Défaut qui limite les performances des cellules solaires des pérovskites hybrides identifié – Technoguide

Des chercheurs du département des matériaux du College of Engineering de l’UC Santa Barbara ont découvert une cause majeure de limitations d’efficacité dans une nouvelle génération de cellules solaires.

Divers défauts possibles dans le réseau de ce que l’on appelle les pérovskites hybrides avaient précédemment été considérés comme la cause potentielle de ces limitations, mais on a supposé que les molécules organiques (les composants responsables du surnom “hybride”) resteraient intactes. Des calculs de pointe ont maintenant révélé que les atomes d’hydrogène manquants dans ces molécules peuvent entraîner des pertes d’efficacité massives. Les résultats sont publiés dans un article intitulé «Minimiser les lacunes d’hydrogène pour permettre des pérovskites hybrides hautement efficaces», dans le numéro du 29 avril de la revue Nature Materials.

Les performances photovoltaïques remarquables des pérovskites hybrides ont suscité beaucoup d’enthousiasme, étant donné leur potentiel à faire progresser la technologie des cellules solaires. «Hybride» fait référence à l’inclusion de molécules organiques dans un réseau de pérovskite inorganique, qui a une structure cristalline similaire à celle du minéral pérovskite (oxyde de calcium et de titane). Les matériaux présentent des rendements de conversion de puissance rivalisant avec celui du silicium, mais sont beaucoup moins chers à produire. Cependant, des défauts dans le réseau cristallin de pérovskite sont connus pour créer une dissipation d’énergie indésirable sous forme de chaleur, ce qui limite l’efficacité.

Un certain nombre d’équipes de recherche ont étudié de tels défauts, parmi lesquels le groupe du professeur de matériaux UCSB Chris Van de Walle, qui a récemment réalisé une percée en découvrant un défaut préjudiciable à un endroit que personne n’avait regardé auparavant: sur la molécule organique.

«L’iodure de plomb de méthylammonium est la pérovskite hybride prototypique», a expliqué Xie Zhang, chercheur principal du projet. “Nous avons constaté qu’il est étonnamment facile de rompre l’une des liaisons et d’éliminer un atome d’hydrogène sur la molécule de méthylammonium. La ‘absence d’hydrogène’ qui en résulte agit alors comme un puits pour les charges électriques qui se déplacent à travers le cristal après avoir été générées par la lumière tombant. sur la cellule solaire. Lorsque ces charges sont prises au niveau de la vacance, elles ne peuvent plus effectuer de travaux utiles, comme charger une batterie ou alimenter un moteur, d’où la perte d’efficacité. “

La recherche a été rendue possible grâce à des techniques de calcul avancées développées par le groupe Van de Walle. Ces calculs de pointe fournissent des informations détaillées sur le comportement quantique-mécanique des électrons dans le matériau. Mark Turiansky, un étudiant diplômé du groupe de Van de Walle qui a participé à la recherche, a contribué à l’élaboration d’approches sophistiquées pour transformer ces informations en valeurs quantitatives pour les taux de piégeage des porteuses de charge.

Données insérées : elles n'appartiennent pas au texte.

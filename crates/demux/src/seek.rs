//! The seek engine: in-cache seeks, range switching, and fresh seeks.

use tracing::{debug, warn};
use vireo_common::{SeekError, StreamType};

use crate::producer::SeekFlags;
use crate::range::CachedRange;
use crate::state::{Inner, Shared};
use crate::thread::execute_seek;

impl Inner {
    /// Make `target` the current range and sanitize the old one: drop its
    /// already-condemned prune prefix, discard it entirely if resuming it
    /// later would be impossible (no monotonic dts or pos), and reset all
    /// per-stream demuxing state to the new range.
    pub(crate) fn switch_current_range(&mut self, target: usize) {
        self.set_current_range(target);
        debug_assert!(self.ranges.len() >= 2);
        let old = self.ranges.len() - 2;

        // Packets up to the cached prune boundary can't be seeked back to;
        // they would only waste back-buffer budget.
        for n in 0..self.ranges[old].streams.len() {
            loop {
                let queue = &mut self.ranges[old].streams[n];
                if queue.next_prune_target.is_none() {
                    break;
                }
                let p = queue.pop_front().expect("prune target implies packets");
                self.total_bytes -= p.estimate_size();
            }
        }

        // Resuming or joining the old range requires a monotonic dts or
        // position on every selected stream.
        for n in 0..self.states.len() {
            let ds = &self.states[n];
            if ds.selected && !(ds.global_correct_dts || ds.global_correct_pos) {
                debug!(
                    stream = n,
                    correct_dts = ds.global_correct_dts,
                    correct_pos = ds.global_correct_pos,
                    "discarding old range"
                );
                let freed = self.ranges[old].clear();
                self.total_bytes -= freed;
                break;
            }
        }

        for s in self.states.iter_mut() {
            s.refreshing = false;
            s.need_refresh = false;
            s.eof = false;
        }

        self.free_empty_cached_ranges();
    }

    /// Start a new blank current range, keeping the old one for in-cache
    /// seeks. Without a seekable cache this merely clears the current
    /// range.
    pub(crate) fn switch_to_fresh_cache_range(&mut self) {
        if !self.opts.seekable_cache {
            let cur = self.current_range();
            let freed = self.ranges[cur].clear();
            self.total_bytes -= freed;
            return;
        }

        self.ranges.push(CachedRange::new(self.num_streams()));
        let target = self.ranges.len() - 1;
        self.switch_current_range(target);
    }

    /// Try to satisfy a seek from cached data. On success the reader
    /// positions are moved to the target keyframes; if the data lives in a
    /// non-current range, the demuxer is additionally redirected to resume
    /// writing at that range's end.
    pub(crate) fn try_seek_cache(&mut self, mut pts: f64, mut flags: SeekFlags) -> bool {
        if flags.contains(SeekFlags::FACTOR) || !self.opts.seekable_cache {
            return false;
        }

        // Note: `seeking` can still be true here from a previous resume
        // seek. Seeking into the current range just changes reader
        // positions and must leave it queued; otherwise it gets
        // overridden below anyway.

        let mut found = None;
        for (n, range) in self.ranges.iter().enumerate() {
            if range.seek_start.is_some() {
                debug!(range = n, start = ?range.seek_start, end = ?range.seek_end, "cached range");
                if range.contains(pts) {
                    found = Some(n);
                    break;
                }
            }
        }
        let Some(ridx) = found else {
            return false;
        };
        debug!(range = ridx, "using cached range for in-cache seek");

        // Snap the target to the video keyframe that will actually be
        // shown, so audio does not seek closer to the request than video
        // can (the overshoot would play as silence). Pointless for hr
        // seeks, which decode away the difference anyway.
        if !flags.contains(SeekFlags::HR) {
            for n in 0..self.states.len() {
                if !self.states[n].selected || self.states[n].stream_type != StreamType::Video {
                    continue;
                }
                let queue = &self.ranges[ridx].streams[n];
                if let Some(target) = queue.find_seek_target(pts, flags) {
                    if let Some(target_pts) =
                        queue.get(target).expect("seek target in queue").kf_seek_pts
                    {
                        debug!(from = pts, to = target_pts, "adjust seek target");
                        pts = target_pts;
                        flags.remove(SeekFlags::FORWARD);
                    }
                }
                break;
            }
        }

        for n in 0..self.states.len() {
            let queue = &self.ranges[ridx].streams[n];
            let target = queue.find_seek_target(pts, flags);
            if let Some(seq) = target {
                let p = queue.get(seq).expect("seek target in queue");
                self.states[n].base_ts = p.pts.or(p.dts);
            }
            let (packs, bytes) = match target {
                Some(seq) => queue.tally_from(seq),
                None => (0, 0),
            };
            debug!(
                stream = n,
                kind = %self.states[n].stream_type,
                found = target.is_some(),
                "in-cache seek"
            );
            self.states[n].reader_head = target;
            self.states[n].skip_to_keyframe = target.is_none();
            self.states[n].fw_packs = packs;
            self.states[n].fw_bytes = bytes;
            self.fw_bytes += bytes;
        }

        // Seeking into another range means reader and demuxer queues must
        // be brought back together: resume low-level demuxing at its end.
        if self.current_range() != ridx {
            self.switch_current_range(ridx);

            self.seeking = true;
            self.seek_flags = SeekFlags::HR;
            self.seek_pts = self.ranges[self.current_range()]
                .seek_end
                .expect("cached range has a seek window")
                - 1.0;

            // Appended packets can overlap what the range already holds
            // (seek imprecision, readahead past the old seek target);
            // don't store them twice.
            for s in self.states.iter_mut() {
                s.refreshing = true;
            }

            debug!("resuming demuxer to end of cached range");
        }

        true
    }
}

/// Queue (and in single-threaded mode, execute) a seek.
pub(crate) fn seek_impl(shared: &Shared, pts: f64, flags: SeekFlags) -> Result<(), SeekError> {
    let mut guard = shared.state.lock();

    if !guard.seekable {
        warn!("cannot seek in this source");
        return Err(SeekError::Unseekable);
    }
    if !pts.is_finite() {
        return Err(SeekError::BadTarget);
    }

    debug!(pts, cascade = guard.seeking, "queuing seek");

    let pts = if flags.contains(SeekFlags::FACTOR) {
        pts
    } else {
        pts - guard.ts_offset
    };

    guard.clear_reader_state_all();
    guard.eof = false;
    guard.last_eof = false;
    guard.idle = true;
    guard.reading = false;

    if !guard.try_seek_cache(pts, flags) {
        guard.switch_to_fresh_cache_range();
        guard.seeking = true;
        guard.seek_flags = flags;
        guard.seek_pts = pts;
    }

    if !guard.threading && guard.seeking {
        execute_seek(shared, &mut guard);
    }

    guard.check_consistency();
    drop(guard);
    shared.wakeup.notify_all();
    Ok(())
}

“Notre groupe a créé des méthodes puissantes pour déterminer quels processus entraînent une perte d’efficacité”, a déclaré Turiansky, “et il est gratifiant de voir l’approche fournir des informations aussi précieuses pour une classe importante de matériaux.”

“Les calculs agissent comme un microscope théorique qui nous permet de scruter le matériau avec une résolution beaucoup plus élevée que celle qui peut être obtenue expérimentalement”, a expliqué Van de Walle. «Ils constituent également une base pour la conception rationnelle des matériaux. Par essais et erreurs, il a été constaté que les pérovskites dans lesquelles la molécule de méthylammonium est remplacée par du formamidinium présentent de meilleures performances. Nous pouvons maintenant attribuer cette amélioration au fait que des défauts d’hydrogène se forment moins facilement dans le composé formamidinium.

“Cette idée fournit une justification claire de la sagesse empiriquement établie selon laquelle le formamidinium est essentiel pour la réalisation de cellules solaires à haut rendement”, a-t-il ajouté. “Sur la base de ces connaissances fondamentales, les scientifiques qui fabriquent les matériaux peuvent développer des stratégies pour supprimer les défauts nocifs, augmentant ainsi les améliorations d’efficacité supplémentaires dans les cellules solaires.”

Le financement de cette recherche a été fourni par le Bureau des sciences et le Bureau des sciences fondamentales de l’énergie du Département de l’énergie. Les calculs ont été effectués au Centre national de calcul scientifique de la recherche énergétique.

Source de l’histoire:

Matériel fourni par l’Université de Californie – Santa Barbara. Original écrit par James Badham. Remarque: le contenu peut être modifié pour le style et la longueur.